## [PROBLEM TO SOLVE]
Please copy, character for character, each line from the beginning of the listing to the line containing "Checkout Sessions API;", including both.

## [SOURCE DATA]

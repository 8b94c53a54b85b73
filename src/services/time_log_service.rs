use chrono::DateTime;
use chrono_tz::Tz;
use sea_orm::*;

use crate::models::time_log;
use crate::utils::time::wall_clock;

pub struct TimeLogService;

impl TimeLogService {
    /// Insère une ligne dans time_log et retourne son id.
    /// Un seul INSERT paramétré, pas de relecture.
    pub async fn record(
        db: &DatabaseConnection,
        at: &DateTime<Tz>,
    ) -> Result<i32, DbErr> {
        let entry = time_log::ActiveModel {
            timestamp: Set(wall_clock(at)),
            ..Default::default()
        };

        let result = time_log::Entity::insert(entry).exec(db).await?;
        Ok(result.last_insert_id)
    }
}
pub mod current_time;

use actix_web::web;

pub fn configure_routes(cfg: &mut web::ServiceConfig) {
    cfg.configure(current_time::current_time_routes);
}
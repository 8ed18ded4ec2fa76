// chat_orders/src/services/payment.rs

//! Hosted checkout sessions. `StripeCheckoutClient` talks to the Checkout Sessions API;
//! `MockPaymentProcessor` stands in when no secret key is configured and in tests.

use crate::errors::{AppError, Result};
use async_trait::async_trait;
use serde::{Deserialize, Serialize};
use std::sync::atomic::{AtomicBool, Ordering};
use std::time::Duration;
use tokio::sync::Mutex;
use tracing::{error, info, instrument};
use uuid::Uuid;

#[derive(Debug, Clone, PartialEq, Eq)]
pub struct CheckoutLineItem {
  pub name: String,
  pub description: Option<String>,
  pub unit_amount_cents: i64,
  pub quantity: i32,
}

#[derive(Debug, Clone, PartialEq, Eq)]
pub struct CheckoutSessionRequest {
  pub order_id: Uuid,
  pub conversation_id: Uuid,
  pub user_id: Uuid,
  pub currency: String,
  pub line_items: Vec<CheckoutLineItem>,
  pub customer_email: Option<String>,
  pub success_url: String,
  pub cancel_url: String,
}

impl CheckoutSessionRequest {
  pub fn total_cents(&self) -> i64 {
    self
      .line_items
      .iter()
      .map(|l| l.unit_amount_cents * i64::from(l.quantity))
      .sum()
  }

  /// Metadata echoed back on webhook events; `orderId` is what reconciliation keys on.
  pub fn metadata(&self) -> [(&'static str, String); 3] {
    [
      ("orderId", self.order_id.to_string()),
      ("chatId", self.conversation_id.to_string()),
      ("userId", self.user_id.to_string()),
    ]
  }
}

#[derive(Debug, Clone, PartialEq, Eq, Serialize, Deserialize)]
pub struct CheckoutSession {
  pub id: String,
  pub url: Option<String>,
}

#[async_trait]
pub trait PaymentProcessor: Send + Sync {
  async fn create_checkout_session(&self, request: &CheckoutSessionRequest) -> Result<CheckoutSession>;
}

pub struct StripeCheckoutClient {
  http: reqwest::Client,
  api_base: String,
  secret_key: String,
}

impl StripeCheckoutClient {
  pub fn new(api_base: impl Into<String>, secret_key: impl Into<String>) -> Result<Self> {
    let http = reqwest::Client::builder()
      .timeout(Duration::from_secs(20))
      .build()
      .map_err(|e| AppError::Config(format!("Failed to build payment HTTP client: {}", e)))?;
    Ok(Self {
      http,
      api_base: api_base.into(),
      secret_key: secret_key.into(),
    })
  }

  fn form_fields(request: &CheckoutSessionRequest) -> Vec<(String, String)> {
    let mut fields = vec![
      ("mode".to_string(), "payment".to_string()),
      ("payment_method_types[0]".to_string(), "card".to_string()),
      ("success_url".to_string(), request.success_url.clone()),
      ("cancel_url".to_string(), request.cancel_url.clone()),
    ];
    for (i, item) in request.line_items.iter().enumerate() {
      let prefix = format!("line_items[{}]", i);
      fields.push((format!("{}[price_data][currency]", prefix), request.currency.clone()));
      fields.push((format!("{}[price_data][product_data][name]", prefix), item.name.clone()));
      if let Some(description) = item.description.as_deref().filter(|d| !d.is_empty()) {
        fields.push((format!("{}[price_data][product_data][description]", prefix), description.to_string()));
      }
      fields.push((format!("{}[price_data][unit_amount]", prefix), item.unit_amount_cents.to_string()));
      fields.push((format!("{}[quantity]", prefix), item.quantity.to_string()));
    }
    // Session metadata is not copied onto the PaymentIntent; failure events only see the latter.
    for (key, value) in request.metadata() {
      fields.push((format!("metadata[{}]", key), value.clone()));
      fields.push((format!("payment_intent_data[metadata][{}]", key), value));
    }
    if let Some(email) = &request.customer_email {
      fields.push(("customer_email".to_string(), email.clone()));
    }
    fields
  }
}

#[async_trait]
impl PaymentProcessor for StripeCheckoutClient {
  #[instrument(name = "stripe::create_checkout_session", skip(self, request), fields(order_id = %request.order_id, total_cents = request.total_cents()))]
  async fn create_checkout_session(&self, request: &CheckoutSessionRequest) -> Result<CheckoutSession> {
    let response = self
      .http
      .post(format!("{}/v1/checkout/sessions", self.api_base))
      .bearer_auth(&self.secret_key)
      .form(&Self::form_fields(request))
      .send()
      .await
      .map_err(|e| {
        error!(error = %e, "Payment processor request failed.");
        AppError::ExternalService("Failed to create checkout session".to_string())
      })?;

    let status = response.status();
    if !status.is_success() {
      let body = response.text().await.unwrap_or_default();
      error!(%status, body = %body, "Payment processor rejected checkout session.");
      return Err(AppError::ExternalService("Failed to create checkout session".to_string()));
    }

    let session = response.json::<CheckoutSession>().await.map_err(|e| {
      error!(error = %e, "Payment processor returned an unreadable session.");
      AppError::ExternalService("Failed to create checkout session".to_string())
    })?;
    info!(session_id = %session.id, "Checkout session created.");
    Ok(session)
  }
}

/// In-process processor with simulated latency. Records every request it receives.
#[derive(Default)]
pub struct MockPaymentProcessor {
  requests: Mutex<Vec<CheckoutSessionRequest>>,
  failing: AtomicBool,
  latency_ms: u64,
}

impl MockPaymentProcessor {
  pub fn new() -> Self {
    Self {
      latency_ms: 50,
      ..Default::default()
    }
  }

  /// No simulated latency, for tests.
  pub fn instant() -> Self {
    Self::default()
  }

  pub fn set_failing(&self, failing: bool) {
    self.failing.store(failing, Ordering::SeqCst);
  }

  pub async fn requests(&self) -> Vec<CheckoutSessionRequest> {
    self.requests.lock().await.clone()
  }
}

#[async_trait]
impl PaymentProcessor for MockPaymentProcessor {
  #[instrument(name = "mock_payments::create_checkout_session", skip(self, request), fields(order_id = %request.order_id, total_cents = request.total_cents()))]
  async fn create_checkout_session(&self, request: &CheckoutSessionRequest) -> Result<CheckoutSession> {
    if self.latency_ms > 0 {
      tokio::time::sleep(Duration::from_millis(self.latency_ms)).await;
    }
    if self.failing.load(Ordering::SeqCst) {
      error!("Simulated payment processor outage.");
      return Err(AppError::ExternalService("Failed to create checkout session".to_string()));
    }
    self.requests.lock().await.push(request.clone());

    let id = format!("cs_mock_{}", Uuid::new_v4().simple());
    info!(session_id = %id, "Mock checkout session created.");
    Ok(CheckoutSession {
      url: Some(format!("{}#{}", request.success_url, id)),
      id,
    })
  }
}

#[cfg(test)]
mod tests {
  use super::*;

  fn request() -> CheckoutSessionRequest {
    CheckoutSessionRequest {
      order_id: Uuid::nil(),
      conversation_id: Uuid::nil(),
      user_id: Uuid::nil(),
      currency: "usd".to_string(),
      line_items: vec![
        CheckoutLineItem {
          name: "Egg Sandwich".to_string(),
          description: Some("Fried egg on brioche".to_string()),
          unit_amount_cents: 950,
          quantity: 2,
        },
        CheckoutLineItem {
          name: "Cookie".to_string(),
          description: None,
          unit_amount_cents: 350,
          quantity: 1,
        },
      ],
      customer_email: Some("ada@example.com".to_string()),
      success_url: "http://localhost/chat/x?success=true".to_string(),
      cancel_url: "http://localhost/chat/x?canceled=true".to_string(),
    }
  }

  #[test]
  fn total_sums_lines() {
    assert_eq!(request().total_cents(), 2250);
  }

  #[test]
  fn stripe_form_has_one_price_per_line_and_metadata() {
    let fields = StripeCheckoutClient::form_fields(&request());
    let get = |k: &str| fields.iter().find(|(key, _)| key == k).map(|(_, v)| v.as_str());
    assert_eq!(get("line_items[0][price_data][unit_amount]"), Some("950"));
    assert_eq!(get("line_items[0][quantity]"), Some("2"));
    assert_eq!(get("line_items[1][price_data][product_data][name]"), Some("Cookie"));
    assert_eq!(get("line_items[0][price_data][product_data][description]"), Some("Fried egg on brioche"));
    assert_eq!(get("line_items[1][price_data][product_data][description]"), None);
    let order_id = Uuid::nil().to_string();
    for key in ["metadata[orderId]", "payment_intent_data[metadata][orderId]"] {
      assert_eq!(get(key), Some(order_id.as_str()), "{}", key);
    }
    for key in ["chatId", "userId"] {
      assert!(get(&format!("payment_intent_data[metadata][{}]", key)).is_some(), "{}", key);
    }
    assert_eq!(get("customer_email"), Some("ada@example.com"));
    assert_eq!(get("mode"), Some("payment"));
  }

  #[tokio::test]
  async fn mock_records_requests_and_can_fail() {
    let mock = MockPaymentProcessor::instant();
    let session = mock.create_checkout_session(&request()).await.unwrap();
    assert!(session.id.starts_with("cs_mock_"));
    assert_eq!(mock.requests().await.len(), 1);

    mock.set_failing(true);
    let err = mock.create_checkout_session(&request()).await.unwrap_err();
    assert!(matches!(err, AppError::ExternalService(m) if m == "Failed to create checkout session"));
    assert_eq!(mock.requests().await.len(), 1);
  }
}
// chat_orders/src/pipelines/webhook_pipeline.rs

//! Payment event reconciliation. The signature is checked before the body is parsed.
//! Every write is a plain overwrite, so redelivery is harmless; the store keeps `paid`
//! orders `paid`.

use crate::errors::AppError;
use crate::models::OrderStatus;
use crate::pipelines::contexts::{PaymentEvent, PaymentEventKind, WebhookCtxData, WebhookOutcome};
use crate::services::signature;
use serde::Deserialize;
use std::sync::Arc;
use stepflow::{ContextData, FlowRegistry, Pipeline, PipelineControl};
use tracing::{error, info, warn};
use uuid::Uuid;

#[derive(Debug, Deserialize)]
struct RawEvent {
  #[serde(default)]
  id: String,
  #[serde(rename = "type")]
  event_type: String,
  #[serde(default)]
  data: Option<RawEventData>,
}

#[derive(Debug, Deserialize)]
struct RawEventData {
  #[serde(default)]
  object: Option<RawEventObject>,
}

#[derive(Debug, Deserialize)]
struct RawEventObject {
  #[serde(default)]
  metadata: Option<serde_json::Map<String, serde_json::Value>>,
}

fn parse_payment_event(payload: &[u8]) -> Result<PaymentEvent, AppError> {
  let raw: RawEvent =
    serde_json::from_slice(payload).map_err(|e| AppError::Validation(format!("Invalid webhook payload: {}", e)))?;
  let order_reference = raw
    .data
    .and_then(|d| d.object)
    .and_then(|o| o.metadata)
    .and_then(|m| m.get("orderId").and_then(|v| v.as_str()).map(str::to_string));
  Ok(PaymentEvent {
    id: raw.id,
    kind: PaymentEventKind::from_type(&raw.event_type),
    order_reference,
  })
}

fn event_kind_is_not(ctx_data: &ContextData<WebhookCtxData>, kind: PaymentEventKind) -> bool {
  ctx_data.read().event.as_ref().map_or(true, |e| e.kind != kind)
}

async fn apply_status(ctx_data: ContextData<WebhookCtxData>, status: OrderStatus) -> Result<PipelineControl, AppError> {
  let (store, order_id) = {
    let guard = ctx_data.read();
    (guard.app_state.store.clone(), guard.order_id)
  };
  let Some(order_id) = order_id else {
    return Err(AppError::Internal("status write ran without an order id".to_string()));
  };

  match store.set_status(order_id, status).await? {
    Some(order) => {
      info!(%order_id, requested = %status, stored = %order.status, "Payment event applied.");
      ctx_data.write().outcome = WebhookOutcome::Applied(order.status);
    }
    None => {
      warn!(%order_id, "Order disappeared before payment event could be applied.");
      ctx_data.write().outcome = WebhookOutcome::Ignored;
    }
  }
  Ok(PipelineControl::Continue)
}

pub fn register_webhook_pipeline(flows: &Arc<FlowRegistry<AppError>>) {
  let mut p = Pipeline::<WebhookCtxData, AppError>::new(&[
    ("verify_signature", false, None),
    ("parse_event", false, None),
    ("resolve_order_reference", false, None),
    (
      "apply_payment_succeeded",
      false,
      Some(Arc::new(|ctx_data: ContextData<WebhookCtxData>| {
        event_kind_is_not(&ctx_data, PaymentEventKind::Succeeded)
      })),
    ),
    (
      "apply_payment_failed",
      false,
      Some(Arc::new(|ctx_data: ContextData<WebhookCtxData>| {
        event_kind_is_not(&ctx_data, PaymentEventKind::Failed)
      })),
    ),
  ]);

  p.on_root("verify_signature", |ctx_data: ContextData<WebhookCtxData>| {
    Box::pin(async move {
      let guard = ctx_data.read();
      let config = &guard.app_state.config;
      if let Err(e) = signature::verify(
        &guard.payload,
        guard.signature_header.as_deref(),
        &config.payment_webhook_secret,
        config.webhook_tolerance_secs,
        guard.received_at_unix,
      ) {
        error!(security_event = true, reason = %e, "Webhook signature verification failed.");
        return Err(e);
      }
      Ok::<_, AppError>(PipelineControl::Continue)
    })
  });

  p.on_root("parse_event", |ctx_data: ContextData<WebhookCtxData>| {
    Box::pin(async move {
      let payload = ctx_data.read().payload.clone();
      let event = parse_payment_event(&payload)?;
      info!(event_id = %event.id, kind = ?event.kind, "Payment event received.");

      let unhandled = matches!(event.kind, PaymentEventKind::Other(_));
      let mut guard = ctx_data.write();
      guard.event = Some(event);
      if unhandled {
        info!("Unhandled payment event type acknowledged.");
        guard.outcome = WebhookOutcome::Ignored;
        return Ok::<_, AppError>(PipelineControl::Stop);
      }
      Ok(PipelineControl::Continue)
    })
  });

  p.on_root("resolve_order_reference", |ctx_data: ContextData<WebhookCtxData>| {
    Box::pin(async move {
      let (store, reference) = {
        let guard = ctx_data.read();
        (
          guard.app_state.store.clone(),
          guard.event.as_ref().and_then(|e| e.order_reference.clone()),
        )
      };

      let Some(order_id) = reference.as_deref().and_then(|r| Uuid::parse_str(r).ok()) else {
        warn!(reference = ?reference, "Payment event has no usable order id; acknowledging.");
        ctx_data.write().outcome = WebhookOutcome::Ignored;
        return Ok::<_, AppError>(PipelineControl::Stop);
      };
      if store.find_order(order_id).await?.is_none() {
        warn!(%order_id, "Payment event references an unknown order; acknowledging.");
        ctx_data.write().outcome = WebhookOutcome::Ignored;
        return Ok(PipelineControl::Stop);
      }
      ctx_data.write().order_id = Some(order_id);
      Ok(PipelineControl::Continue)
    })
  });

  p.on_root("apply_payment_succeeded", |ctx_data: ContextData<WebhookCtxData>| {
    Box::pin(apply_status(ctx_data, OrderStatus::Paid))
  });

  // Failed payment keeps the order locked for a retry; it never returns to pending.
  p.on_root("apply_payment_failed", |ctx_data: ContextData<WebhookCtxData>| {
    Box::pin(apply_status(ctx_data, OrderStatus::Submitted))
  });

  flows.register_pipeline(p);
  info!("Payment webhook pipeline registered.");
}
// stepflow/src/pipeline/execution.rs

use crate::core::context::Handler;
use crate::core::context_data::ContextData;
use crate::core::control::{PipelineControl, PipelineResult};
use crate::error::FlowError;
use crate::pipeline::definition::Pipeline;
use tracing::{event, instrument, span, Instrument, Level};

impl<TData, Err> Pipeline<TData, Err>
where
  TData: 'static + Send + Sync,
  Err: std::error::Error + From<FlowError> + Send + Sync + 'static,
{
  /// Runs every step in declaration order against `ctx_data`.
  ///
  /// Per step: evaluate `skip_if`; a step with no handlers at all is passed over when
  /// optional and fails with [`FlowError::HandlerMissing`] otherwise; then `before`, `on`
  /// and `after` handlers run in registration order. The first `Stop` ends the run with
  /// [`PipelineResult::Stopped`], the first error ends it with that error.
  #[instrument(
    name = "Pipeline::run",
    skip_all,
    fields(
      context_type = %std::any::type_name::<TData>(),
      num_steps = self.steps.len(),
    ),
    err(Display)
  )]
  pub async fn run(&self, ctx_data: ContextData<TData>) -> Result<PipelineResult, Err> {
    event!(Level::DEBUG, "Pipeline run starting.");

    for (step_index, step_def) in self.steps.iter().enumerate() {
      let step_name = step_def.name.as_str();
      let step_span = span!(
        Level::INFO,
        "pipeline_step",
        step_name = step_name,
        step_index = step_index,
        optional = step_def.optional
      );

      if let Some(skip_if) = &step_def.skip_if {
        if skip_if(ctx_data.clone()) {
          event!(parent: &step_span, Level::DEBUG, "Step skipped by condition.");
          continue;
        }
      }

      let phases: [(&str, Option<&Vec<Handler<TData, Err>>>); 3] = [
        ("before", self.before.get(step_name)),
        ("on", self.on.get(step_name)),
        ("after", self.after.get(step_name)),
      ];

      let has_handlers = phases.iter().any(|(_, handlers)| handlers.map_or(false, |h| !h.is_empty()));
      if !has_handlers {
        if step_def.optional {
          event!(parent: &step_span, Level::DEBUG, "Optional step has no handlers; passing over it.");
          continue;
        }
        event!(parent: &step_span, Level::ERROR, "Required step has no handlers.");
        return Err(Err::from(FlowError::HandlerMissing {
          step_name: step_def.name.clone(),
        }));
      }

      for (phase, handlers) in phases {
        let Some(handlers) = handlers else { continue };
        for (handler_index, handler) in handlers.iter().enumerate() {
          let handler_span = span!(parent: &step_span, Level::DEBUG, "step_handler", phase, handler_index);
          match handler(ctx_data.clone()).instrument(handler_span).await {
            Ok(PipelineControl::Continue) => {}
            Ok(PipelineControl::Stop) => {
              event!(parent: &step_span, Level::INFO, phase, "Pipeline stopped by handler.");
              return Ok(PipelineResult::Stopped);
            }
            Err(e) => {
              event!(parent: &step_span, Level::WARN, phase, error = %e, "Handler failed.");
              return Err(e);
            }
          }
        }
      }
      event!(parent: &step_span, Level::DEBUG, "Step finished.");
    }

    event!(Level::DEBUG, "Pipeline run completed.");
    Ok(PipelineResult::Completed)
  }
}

## [TASK OUTPUT]
repository 8b94c53a54b85b73
filename src/services/time_log_service.rs
use chrono::DateTime;
use chrono_tz::Tz;
use sea_orm::*;

use crate::models::time_log;
use crate::utils::time::wall_clock;

pub struct TimeLogService;

impl TimeLogService {
    /// Insère une ligne dans time_log et retourne son id.
    /// Un seul INSERT paramétré, pas de relecture.
    pub async fn record(
        db: &DatabaseConnection,
        at: &DateTime<Tz>,
    ) -> Result<i32, DbErr> {
        let entry = time_log::ActiveModel {
            timestamp: Set(wall_clock(at)),
            ..Default::default()
        };

        let result = time_log::Entity::insert(entry).exec(db).await?;
        Ok(result.last_insert_id)
    }
}
pub mod current_time;

use actix_web::web;

pub fn configure_routes(cfg: &mut web::ServiceConfig) {
    cfg.configure(current_time::current_time_routes);
}
repository 8ed18ded4ec2fa76
// chat_orders/src/services/payment.rs

//! Hosted checkout sessions. `StripeCheckoutClient` talks to the Checkout Sessions API;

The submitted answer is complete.